Stored items from a collection:
* * *
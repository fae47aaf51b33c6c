//! Kinematic controller for the player cube
//!
//! The player never steers horizontally: its world x advances with the scroll
//! so it stays glued to the camera. Vertical motion is semi-implicit Euler on a
//! float position. Rotation is purely visual and never touches the hitbox.
//!
//! Forgiveness windows (coyote time, jump buffer) count simulation steps, not
//! seconds; see `consts::ASSUMED_STEP_HZ` for the rate they were tuned at.

use glam::DVec2;
use serde::{Deserialize, Serialize};

use super::collision::{is_supported, resolve_solids};
use super::entity::PickupEffect;
use super::rect::Rect;
use crate::tuning::Tuning;
use crate::{snap_angle, wrap_degrees};

/// Grounded/airborne state after the latest collision pass
#[derive(Debug, Clone, Copy, PartialEq, Eq, Serialize, Deserialize)]
pub enum MotionState {
    Grounded,
    Airborne,
}

/// What a jump request did
#[derive(Debug, Clone, Copy, PartialEq, Eq)]
pub enum JumpOutcome {
    /// Regular jump (from the ground or inside the coyote window)
    Jumped,
    /// Mid-air jump granted by a pickup
    DoubleJumped,
    /// Remembered; fires after landing if the buffer has not expired
    Buffered,
    Ignored,
}

/// Input forgiveness state
#[derive(Debug, Clone, Copy, PartialEq, Eq, Default, Serialize, Deserialize)]
pub struct JumpAssist {
    pub coyote_timer: u32,
    pub buffer_timer: u32,
    pub buffered: bool,
    pub can_double_jump: bool,
    pub double_jump_used: bool,
}

/// Physics constants copied out of `Tuning` at construction
#[derive(Debug, Clone, Copy, PartialEq, Serialize, Deserialize)]
pub struct PlayerPhysics {
    pub gravity: f64,
    pub jump_velocity: f64,
    pub rotation_speed: f64,
    pub jump_sweep_deg: f64,
    pub coyote_ticks: u32,
    pub jump_buffer_ticks: u32,
}

impl From<&Tuning> for PlayerPhysics {
    fn from(t: &Tuning) -> Self {
        Self {
            gravity: t.gravity,
            jump_velocity: t.jump_velocity,
            rotation_speed: t.rotation_speed,
            jump_sweep_deg: t.jump_sweep_deg,
            coyote_ticks: t.coyote_ticks,
            jump_buffer_ticks: t.jump_buffer_ticks,
        }
    }
}

/// Snapshot of the simulated pose
#[derive(Debug, Clone, Copy, PartialEq)]
pub struct Pose {
    /// Hitbox top-left, world space
    pub position: DVec2,
    pub velocity_y: f64,
    pub rotation_deg: f64,
}

/// Result of one `Player::advance`
#[derive(Debug, Clone, Copy, Default, PartialEq, Eq)]
pub struct AdvanceResult {
    /// Lateral impact with a solid
    pub died: bool,
    /// Airborne -> grounded this step
    pub landed: bool,
    /// A buffered request turned into a jump this step
    pub buffered_jump: bool,
}

#[derive(Debug, Clone, PartialEq, Serialize, Deserialize)]
pub struct Player {
    /// Hitbox top-left (float, world space)
    pub pos: DVec2,
    /// Hitbox size
    pub size: DVec2,
    /// Visual rect size relative to the hitbox
    pub visual_scale: f64,
    pub velocity_y: f64,
    /// Visual rotation, clockwise degrees
    pub rotation_deg: f64,
    /// Degrees left in the current jump sweep
    pub remaining_rotation: f64,
    pub state: MotionState,
    pub assist: JumpAssist,
    pub physics: PlayerPhysics,
}

impl Player {
    /// Spawn with the hitbox top-left at `start`
    pub fn new(start: DVec2, tile_size: f64, tuning: &Tuning) -> Self {
        let side = tile_size * tuning.player_scale;
        Self {
            pos: start,
            size: DVec2::splat(side),
            visual_scale: tuning.player_visual_scale,
            velocity_y: 0.0,
            rotation_deg: 0.0,
            remaining_rotation: 0.0,
            state: MotionState::Grounded,
            assist: JumpAssist::default(),
            physics: PlayerPhysics::from(tuning),
        }
    }

    #[inline]
    pub fn hitbox(&self) -> Rect {
        Rect {
            pos: self.pos,
            size: self.size,
        }
    }

    /// Sprite rect, centered on the hitbox. Rotation is applied at draw time.
    pub fn visual_rect(&self) -> Rect {
        self.hitbox().scaled_about_center(self.visual_scale)
    }

    pub fn pose(&self) -> Pose {
        Pose {
            position: self.pos,
            velocity_y: self.velocity_y,
            rotation_deg: self.rotation_deg,
        }
    }

    #[inline]
    pub fn is_grounded(&self) -> bool {
        self.state == MotionState::Grounded
    }

    /// Whether a sweep is still rotating the sprite
    #[inline]
    pub fn is_spinning(&self) -> bool {
        self.remaining_rotation > 0.0
    }

    /// Ask for a jump. Safe to call every step while the input is held.
    pub fn request_jump(&mut self) -> JumpOutcome {
        let coyote = self.state == MotionState::Airborne && self.assist.coyote_timer > 0;

        if self.state == MotionState::Grounded || coyote {
            self.trigger_jump();
            log::trace!("jump (coyote: {coyote})");
            return JumpOutcome::Jumped;
        }

        if self.assist.can_double_jump && !self.assist.double_jump_used {
            self.trigger_jump();
            self.assist.double_jump_used = true;
            self.assist.can_double_jump = false;
            log::trace!("double jump");
            return JumpOutcome::DoubleJumped;
        }

        if self.physics.jump_buffer_ticks > 0 {
            self.assist.buffered = true;
            self.assist.buffer_timer = self.physics.jump_buffer_ticks;
            return JumpOutcome::Buffered;
        }

        JumpOutcome::Ignored
    }

    /// Apply a pickup's effect
    pub fn apply_pickup(&mut self, effect: PickupEffect) {
        match effect {
            PickupEffect::GrantDoubleJump => {
                self.assist.can_double_jump = true;
                self.assist.double_jump_used = false;
            }
        }
    }

    fn trigger_jump(&mut self) {
        self.velocity_y = self.physics.jump_velocity;
        // A jump mid-sweep extends the spin so it still ends on a half turn
        self.remaining_rotation += self.physics.jump_sweep_deg;
        self.assist.coyote_timer = 0;
        self.assist.buffered = false;
        self.assist.buffer_timer = 0;
    }

    fn advance_rotation(&mut self, dt: f64) {
        if self.remaining_rotation <= 0.0 {
            return;
        }
        let step = self.physics.rotation_speed * dt;
        if step >= self.remaining_rotation {
            self.rotation_deg += self.remaining_rotation;
            self.remaining_rotation = 0.0;
            self.settle_rotation();
        } else {
            self.rotation_deg += step;
            self.remaining_rotation -= step;
        }
    }

    /// Rest the sprite on the nearest half turn
    fn settle_rotation(&mut self) {
        self.rotation_deg = wrap_degrees(snap_angle(self.rotation_deg, self.physics.jump_sweep_deg));
        self.remaining_rotation = 0.0;
    }

    /// Advance one simulation step against static solids.
    ///
    /// Call exactly once per step, after any `request_jump` for that step.
    pub fn advance<'a, I>(&mut self, dt: f64, solids: I, scroll_speed: f64) -> AdvanceResult
    where
        I: IntoIterator<Item = &'a Rect> + Clone,
    {
        let was = self.state;
        let prev_top = self.pos.y;
        let prev_bottom = self.pos.y + self.size.y;

        // Glued to the scroll
        self.pos.x += scroll_speed * dt;

        // Semi-implicit Euler
        self.velocity_y += self.physics.gravity * dt;
        self.pos.y += self.velocity_y * dt;

        if was == MotionState::Airborne {
            self.assist.coyote_timer = self.assist.coyote_timer.saturating_sub(1);
        }

        self.advance_rotation(dt);

        let mut hitbox = self.hitbox();
        let contact = resolve_solids(
            &mut hitbox,
            &mut self.velocity_y,
            prev_top,
            prev_bottom,
            solids.clone(),
        );
        let mut grounded = contact.grounded;
        if !grounded && self.velocity_y >= 0.0 && is_supported(&hitbox, solids) {
            grounded = true;
            self.velocity_y = 0.0;
        }
        self.pos = hitbox.pos;

        let landed = was == MotionState::Airborne && grounded;
        if landed && self.is_spinning() {
            self.settle_rotation();
        }

        // Buffered presses fire on the step after touchdown
        let mut buffered_jump = false;
        if self.assist.buffered && grounded && was == MotionState::Grounded {
            self.trigger_jump();
            buffered_jump = true;
            log::trace!("buffered jump fired");
        }

        if grounded {
            self.state = MotionState::Grounded;
            self.assist.coyote_timer = 0;
            self.assist.can_double_jump = false;
            self.assist.double_jump_used = false;
        } else {
            if was == MotionState::Grounded && self.velocity_y >= 0.0 {
                // Walked off a ledge
                self.assist.coyote_timer = self.physics.coyote_ticks;
            }
            self.state = MotionState::Airborne;
        }

        if self.assist.buffer_timer > 0 {
            self.assist.buffer_timer -= 1;
            if self.assist.buffer_timer == 0 {
                self.assist.buffered = false;
            }
        }

        AdvanceResult {
            died: contact.side_hit,
            landed,
            buffered_jump,
        }
    }
}
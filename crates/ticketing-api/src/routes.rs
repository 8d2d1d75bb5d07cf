//! 路由配置模块
//!
//! 定义所有 REST API 端点的路由映射

use std::time::Duration;

use axum::{
    Router,
    http::StatusCode,
    middleware::{from_fn, from_fn_with_state},
    routing::{delete, get, patch, post},
};

use tower_http::timeout::TimeoutLayer;

use crate::{
    auth::{ROLE_ADMIN, ROLE_ORGANIZER, ROLE_USER},
    handlers,
    middleware::{auth_middleware, require_roles},
    state::AppState,
};

/// 构建订单路由
fn order_routes() -> Router<AppState> {
    Router::new()
        .route(
            "/orders",
            post(handlers::order::create_order)
                .route_layer(from_fn(require_roles(&[ROLE_USER, ROLE_ADMIN]))),
        )
        .route("/orders/my-orders", get(handlers::order::list_my_orders))
        .route("/orders/{id}", get(handlers::order::get_order))
        .route(
            "/orders/{id}",
            delete(handlers::order::delete_order).route_layer(from_fn(require_roles(&[ROLE_ADMIN]))),
        )
        .route(
            "/orders/{id}/status",
            patch(handlers::order::update_order_status)
                .route_layer(from_fn(require_roles(&[ROLE_ADMIN]))),
        )
}

/// 构建活动路由
fn event_routes() -> Router<AppState> {
    Router::new()
        .route("/events/{id}", get(handlers::event::get_event))
        .route(
            "/events/{id}/orders",
            get(handlers::event::list_event_orders)
                .route_layer(from_fn(require_roles(&[ROLE_ORGANIZER, ROLE_ADMIN]))),
        )
}

/// 构建 /api/v1 下的全部路由，统一经过 JWT 认证
pub fn api_routes(state: AppState) -> Router<AppState> {
    Router::new()
        .merge(order_routes())
        .merge(event_routes())
        .route_layer(from_fn_with_state(state, auth_middleware))
}

/// 请求超时层：超时返回 408，进行中的处理 future 被丢弃，未提交的下单事务随之回滚
pub fn request_timeout(timeout: Duration) -> TimeoutLayer {
    TimeoutLayer::with_status_code(StatusCode::REQUEST_TIMEOUT, timeout)
}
* * *
Whenever a line in the records contains the word "JumpOutcome", copy that line.

→ **Response for this exercise**:
pub enum JumpOutcome {
    pub fn request_jump(&mut self) -> JumpOutcome {
            return JumpOutcome::Jumped;
            return JumpOutcome::DoubleJumped;
            return JumpOutcome::Buffered;
        JumpOutcome::Ignored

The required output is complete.